(Data for review):
= Beginning of Section =
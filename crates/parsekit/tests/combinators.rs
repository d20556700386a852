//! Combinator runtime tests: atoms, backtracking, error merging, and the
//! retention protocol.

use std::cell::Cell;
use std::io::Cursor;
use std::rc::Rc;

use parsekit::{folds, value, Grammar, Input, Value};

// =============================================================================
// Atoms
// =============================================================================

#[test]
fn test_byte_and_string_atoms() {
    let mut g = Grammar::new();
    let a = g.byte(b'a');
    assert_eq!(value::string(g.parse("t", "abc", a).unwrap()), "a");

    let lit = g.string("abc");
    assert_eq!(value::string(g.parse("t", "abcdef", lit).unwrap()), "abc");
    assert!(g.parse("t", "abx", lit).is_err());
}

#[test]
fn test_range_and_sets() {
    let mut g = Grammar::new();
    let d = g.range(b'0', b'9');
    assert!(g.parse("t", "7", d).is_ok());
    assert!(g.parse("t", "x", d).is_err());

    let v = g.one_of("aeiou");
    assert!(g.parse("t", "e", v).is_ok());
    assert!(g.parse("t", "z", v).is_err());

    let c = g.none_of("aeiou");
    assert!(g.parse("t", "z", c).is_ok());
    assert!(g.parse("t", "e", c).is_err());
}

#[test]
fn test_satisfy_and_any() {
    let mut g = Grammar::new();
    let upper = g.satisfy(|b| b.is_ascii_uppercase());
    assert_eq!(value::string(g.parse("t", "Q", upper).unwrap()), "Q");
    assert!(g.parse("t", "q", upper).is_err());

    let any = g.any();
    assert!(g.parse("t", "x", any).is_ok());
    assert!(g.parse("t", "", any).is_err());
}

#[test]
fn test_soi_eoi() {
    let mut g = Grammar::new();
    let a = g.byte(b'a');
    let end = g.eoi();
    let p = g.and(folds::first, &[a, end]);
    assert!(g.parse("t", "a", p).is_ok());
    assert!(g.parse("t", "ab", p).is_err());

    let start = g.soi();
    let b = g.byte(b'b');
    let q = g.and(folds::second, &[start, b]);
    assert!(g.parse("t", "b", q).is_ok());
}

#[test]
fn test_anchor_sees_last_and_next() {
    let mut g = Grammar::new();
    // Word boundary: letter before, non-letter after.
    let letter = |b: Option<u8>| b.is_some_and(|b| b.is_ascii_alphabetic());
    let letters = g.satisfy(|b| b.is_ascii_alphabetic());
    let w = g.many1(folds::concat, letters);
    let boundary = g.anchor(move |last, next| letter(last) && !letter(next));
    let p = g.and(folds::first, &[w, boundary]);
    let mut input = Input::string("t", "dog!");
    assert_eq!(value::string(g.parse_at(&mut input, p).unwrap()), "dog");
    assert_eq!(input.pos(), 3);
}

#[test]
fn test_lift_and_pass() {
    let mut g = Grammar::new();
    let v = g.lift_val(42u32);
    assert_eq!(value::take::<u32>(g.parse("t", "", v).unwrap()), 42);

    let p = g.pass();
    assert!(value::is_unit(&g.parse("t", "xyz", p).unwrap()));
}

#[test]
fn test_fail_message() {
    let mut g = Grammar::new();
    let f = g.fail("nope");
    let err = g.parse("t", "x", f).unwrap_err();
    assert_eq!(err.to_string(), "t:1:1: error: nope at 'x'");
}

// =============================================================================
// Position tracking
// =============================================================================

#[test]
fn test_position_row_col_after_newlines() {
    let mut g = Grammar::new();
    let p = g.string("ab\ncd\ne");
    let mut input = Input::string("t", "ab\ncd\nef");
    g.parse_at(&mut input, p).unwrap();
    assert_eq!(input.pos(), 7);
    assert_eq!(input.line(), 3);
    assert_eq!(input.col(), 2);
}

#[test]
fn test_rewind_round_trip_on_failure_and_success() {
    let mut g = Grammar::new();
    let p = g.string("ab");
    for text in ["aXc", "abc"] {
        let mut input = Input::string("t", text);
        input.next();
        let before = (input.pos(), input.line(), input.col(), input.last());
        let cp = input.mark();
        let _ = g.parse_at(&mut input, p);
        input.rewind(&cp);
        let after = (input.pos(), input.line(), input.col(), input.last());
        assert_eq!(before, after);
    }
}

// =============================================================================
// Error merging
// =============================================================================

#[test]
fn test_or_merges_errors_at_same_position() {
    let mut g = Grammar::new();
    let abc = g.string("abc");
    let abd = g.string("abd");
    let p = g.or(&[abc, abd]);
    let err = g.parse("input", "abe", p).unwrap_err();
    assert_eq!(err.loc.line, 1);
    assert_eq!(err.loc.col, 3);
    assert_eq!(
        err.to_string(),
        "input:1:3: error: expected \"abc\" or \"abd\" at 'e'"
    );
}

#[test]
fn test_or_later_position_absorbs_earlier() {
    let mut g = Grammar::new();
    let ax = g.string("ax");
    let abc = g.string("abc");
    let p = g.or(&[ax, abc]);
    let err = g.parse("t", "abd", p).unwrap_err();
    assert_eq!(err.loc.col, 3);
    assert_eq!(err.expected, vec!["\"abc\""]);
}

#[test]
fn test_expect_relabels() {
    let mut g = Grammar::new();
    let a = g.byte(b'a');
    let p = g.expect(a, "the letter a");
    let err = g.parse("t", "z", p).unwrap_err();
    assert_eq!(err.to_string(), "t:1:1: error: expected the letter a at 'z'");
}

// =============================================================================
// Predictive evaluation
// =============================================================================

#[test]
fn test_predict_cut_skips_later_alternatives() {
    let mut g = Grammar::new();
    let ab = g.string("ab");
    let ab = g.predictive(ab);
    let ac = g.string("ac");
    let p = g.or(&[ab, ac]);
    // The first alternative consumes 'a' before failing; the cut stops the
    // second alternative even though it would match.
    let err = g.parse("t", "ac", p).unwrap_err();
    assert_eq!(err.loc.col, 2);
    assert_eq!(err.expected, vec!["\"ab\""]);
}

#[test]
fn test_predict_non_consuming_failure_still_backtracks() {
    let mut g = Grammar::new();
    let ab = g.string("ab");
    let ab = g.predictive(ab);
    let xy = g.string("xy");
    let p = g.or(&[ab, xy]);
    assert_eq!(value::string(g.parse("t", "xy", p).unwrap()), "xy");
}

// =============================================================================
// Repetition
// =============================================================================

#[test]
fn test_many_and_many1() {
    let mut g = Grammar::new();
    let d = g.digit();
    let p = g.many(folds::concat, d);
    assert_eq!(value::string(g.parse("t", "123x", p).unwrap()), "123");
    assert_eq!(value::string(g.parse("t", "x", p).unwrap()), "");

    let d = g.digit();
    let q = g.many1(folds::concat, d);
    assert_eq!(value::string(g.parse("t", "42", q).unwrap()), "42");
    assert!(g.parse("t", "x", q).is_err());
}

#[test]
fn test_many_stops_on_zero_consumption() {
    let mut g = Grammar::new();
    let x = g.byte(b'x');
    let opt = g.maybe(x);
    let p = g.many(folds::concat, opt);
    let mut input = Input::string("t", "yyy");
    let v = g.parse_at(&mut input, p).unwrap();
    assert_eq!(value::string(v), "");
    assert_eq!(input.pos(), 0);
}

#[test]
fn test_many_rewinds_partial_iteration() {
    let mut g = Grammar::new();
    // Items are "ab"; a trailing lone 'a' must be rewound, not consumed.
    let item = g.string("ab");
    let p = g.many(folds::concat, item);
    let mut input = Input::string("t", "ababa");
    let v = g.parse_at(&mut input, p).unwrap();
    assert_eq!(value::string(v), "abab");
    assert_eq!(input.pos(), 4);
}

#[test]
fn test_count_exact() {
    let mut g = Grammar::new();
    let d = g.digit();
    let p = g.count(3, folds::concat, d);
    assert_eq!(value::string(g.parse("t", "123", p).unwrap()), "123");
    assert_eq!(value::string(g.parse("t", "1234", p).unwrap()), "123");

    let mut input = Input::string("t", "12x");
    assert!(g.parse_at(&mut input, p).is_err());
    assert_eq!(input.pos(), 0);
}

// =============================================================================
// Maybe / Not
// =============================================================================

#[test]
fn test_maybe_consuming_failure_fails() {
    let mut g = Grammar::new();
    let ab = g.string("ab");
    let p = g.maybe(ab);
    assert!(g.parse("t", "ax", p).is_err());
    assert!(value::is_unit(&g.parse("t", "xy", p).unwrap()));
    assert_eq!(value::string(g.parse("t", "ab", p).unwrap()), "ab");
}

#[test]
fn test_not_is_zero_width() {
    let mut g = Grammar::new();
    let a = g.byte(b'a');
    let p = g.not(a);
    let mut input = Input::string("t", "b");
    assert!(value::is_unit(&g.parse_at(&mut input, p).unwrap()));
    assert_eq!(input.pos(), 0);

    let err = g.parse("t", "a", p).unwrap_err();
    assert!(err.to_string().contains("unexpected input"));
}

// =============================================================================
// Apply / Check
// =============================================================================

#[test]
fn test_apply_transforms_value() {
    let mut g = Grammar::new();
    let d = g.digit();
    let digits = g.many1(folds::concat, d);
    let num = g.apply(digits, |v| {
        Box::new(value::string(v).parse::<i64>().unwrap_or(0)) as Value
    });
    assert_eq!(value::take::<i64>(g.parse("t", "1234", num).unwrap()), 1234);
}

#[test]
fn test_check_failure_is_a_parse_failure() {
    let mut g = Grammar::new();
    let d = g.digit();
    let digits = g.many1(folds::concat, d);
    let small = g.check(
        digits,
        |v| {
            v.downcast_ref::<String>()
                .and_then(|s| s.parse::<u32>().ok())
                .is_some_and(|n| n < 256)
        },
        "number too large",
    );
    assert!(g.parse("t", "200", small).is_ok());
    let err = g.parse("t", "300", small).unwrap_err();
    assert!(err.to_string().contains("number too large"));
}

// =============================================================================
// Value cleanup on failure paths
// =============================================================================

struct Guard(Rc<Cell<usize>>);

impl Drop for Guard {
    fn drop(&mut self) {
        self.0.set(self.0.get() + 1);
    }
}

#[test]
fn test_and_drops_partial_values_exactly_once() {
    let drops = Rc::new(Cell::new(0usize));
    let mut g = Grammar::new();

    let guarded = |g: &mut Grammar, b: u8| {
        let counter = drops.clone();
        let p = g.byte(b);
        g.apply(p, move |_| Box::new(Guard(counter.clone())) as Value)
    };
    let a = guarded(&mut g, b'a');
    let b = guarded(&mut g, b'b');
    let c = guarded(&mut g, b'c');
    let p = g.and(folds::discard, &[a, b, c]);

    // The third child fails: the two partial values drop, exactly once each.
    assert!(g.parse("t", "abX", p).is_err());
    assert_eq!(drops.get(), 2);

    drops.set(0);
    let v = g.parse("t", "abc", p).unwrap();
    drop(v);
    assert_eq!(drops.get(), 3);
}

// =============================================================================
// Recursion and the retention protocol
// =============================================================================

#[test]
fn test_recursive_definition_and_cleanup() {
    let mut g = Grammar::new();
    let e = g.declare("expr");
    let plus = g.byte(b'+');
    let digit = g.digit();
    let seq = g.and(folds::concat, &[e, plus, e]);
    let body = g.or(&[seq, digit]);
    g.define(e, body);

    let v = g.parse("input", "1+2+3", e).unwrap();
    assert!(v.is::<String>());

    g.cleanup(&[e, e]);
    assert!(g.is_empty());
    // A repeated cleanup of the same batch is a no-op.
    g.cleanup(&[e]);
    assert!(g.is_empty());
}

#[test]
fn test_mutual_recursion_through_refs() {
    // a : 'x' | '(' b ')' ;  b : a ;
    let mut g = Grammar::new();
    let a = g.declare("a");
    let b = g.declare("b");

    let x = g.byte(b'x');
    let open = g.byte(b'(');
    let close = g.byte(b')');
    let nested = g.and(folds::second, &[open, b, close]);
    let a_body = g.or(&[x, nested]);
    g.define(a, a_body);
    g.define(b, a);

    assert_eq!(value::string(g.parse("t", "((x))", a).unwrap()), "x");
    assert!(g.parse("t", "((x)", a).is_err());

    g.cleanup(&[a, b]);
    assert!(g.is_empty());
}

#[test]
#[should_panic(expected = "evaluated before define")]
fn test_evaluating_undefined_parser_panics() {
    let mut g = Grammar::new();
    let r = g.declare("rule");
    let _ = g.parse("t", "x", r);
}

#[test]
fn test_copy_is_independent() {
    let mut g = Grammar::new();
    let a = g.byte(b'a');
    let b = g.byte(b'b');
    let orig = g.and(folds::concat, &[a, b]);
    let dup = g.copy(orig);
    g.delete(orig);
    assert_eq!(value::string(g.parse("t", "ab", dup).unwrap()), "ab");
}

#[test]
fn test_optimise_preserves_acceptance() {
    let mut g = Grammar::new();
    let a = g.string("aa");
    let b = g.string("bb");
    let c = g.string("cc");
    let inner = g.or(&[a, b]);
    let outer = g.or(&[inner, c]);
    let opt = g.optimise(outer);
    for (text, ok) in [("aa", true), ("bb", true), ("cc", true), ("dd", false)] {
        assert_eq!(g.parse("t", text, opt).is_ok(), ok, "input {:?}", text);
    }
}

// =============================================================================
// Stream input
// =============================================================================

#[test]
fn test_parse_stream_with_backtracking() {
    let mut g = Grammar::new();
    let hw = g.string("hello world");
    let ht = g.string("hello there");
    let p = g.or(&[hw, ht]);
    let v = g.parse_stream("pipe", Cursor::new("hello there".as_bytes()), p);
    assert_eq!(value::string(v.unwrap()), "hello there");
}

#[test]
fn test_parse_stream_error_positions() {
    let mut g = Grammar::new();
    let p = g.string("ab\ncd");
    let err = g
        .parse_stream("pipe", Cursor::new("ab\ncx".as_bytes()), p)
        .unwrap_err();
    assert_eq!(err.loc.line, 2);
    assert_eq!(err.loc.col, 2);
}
= End of Section =
(Exercise directions): The lines to return are those in the entries above that include "upper".

(Solution for this exercise):
    let upper = g.satisfy(|b| b.is_ascii_uppercase());
    assert_eq!(value::string(g.parse("t", "Q", upper).unwrap()), "Q");
    assert!(g.parse("t", "q", upper).is_err());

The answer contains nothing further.